Which lines of the entries below hold the word "Clone"? Report each of them.
________
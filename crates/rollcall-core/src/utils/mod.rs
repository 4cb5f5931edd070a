//! Utility functions for string formatting and manipulation.

pub mod format;

// Re-export commonly used functions at module level
pub use format::{contains_ignore_case, mask_phone, truncate_string};
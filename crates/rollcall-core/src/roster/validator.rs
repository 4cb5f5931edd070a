use tracing::debug;

use crate::models::user::parse_serial;
use crate::models::ColumnMap;

/// Minimum trimmed length of the name column, in characters.
const MIN_NAME_CHARS: usize = 2;

/// Minimum length of the birthdate-equivalent column.
const MIN_BIRTHDATE_CHARS: usize = 4;

/// Minimum length of the phone column. Shorter values are in-progress edits.
const MIN_PHONE_CHARS: usize = 7;

/// Lower-cased labels used for the name and serial column headers. A row whose
/// name cell is one of these is a header copied into the data range.
const HEADER_LABELS: &[&str] = &[
    "이름", "성명", "성함", "회원명", "연번", "번호", "순번", "name", "no", "no.", "serial", "id",
];

/// Why a row was skipped. Rejections are expected and only ever logged.
#[derive(Debug, Clone, Copy, PartialEq, Eq)]
pub enum RowRejection {
    Serial,
    Name,
    Birthdate,
    Phone,
    HeaderRow,
}

/// Gate between raw sheet rows and everything downstream.
#[derive(Debug, Clone)]
pub struct RowValidator {
    columns: ColumnMap,
}

fn char_len(fields: &[String], index: usize) -> usize {
    fields
        .get(index)
        .map(|s| s.trim().chars().count())
        .unwrap_or(0)
}

impl RowValidator {
    pub fn new(columns: ColumnMap) -> Self {
        Self { columns }
    }

    pub fn is_genuine_row(&self, fields: &[String]) -> bool {
        match self.check(fields) {
            Ok(()) => true,
            Err(reason) => {
                debug!(?reason, first = ?fields.first(), "Skipping roster row");
                false
            }
        }
    }

    pub fn check(&self, fields: &[String]) -> Result<(), RowRejection> {
        let serial = fields.get(self.columns.serial).map(String::as_str).unwrap_or("");
        if parse_serial(serial).is_none() {
            return Err(RowRejection::Serial);
        }
        if char_len(fields, self.columns.name) < MIN_NAME_CHARS {
            return Err(RowRejection::Name);
        }
        if char_len(fields, self.columns.birthdate) < MIN_BIRTHDATE_CHARS {
            return Err(RowRejection::Birthdate);
        }
        if char_len(fields, self.columns.phone) < MIN_PHONE_CHARS {
            return Err(RowRejection::Phone);
        }

        let name = fields[self.columns.name].trim().to_lowercase();
        if HEADER_LABELS.contains(&name.as_str()) {
            return Err(RowRejection::HeaderRow);
        }

        Ok(())
    }
}

#[cfg(test)]
mod tests {
    use super::*;
    use crate::models::RosterSchema;

    fn compact() -> RowValidator {
        RowValidator::new(ColumnMap {
            serial: 0,
            name: 1,
            birthdate: 2,
            phone: 3,
            identifier: None,
            gender: None,
            district: None,
            address: None,
            category: None,
        })
    }

    fn row(cells: &[&str]) -> Vec<String> {
        cells.iter().map(|s| s.to_string()).collect()
    }

    #[test]
    fn test_accepts_well_formed_row() {
        assert!(compact().is_genuine_row(&row(&["1", "김철수", "450101", "010-1111-2222"])));
    }

    #[test]
    fn test_rejects_each_failed_predicate() {
        let v = compact();
        assert_eq!(v.check(&row(&["0", "김철수", "450101", "010-1111-2222"])), Err(RowRejection::Serial));
        assert_eq!(v.check(&row(&["x", "김철수", "450101", "010-1111-2222"])), Err(RowRejection::Serial));
        assert_eq!(v.check(&row(&["1", "김", "450101", "010-1111-2222"])), Err(RowRejection::Name));
        assert_eq!(v.check(&row(&["1", "김철수", "45", "010-1111-2222"])), Err(RowRejection::Birthdate));
        assert_eq!(v.check(&row(&["1", "김철수", "450101", "010"])), Err(RowRejection::Phone));
    }

    #[test]
    fn test_rejects_header_label_even_when_other_fields_look_valid() {
        let v = compact();
        assert_eq!(v.check(&row(&["1", "이름", "450101", "010-1111-2222"])), Err(RowRejection::HeaderRow));
        assert_eq!(v.check(&row(&["1", "Name", "450101", "010-1111-2222"])), Err(RowRejection::HeaderRow));
    }

    #[test]
    fn test_short_rows_are_rejected_not_panicking() {
        let v = RowValidator::new(RosterSchema::Serial.columns());
        assert!(!v.is_genuine_row(&row(&["1", "김철수"])));
        assert!(!v.is_genuine_row(&row(&[""])));
    }

    #[test]
    fn test_lengths_count_characters_not_bytes() {
        // Two Hangul syllables are six bytes but two characters.
        assert!(compact().is_genuine_row(&row(&["2", "이산", "1950", "0101234567"])));
    }
}
/// Mask the middle digits of a phone number for display.
/// 11 digits become `010-****-5678` and 10 digits `031-***-4567`.
/// Anything else is returned unchanged.
pub fn mask_phone(phone: &str) -> String {
    let digits: String = phone.chars().filter(|c| c.is_ascii_digit()).collect();

    match digits.len() {
        11 => format!("{}-****-{}", &digits[0..3], &digits[7..11]),
        10 => format!("{}-***-{}", &digits[0..3], &digits[6..10]),
        _ if phone.trim().is_empty() => "-".to_string(),
        _ => phone.to_string(),
    }
}

/// Truncate a string to a maximum length, adding ellipsis if needed
pub fn truncate_string(s: &str, max_len: usize) -> String {
    if s.chars().count() <= max_len {
        s.to_string()
    } else if max_len <= 3 {
        s.chars().take(max_len).collect()
    } else {
        let truncated: String = s.chars().take(max_len - 3).collect();
        format!("{}...", truncated)
    }
}

/// Case-insensitive substring check
pub fn contains_ignore_case(haystack: &str, needle: &str) -> bool {
    haystack.to_lowercase().contains(&needle.to_lowercase())
}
________
Problem solution ▸
#[derive(Debug, Clone, Copy, PartialEq, Eq)]
#[derive(Debug, Clone)]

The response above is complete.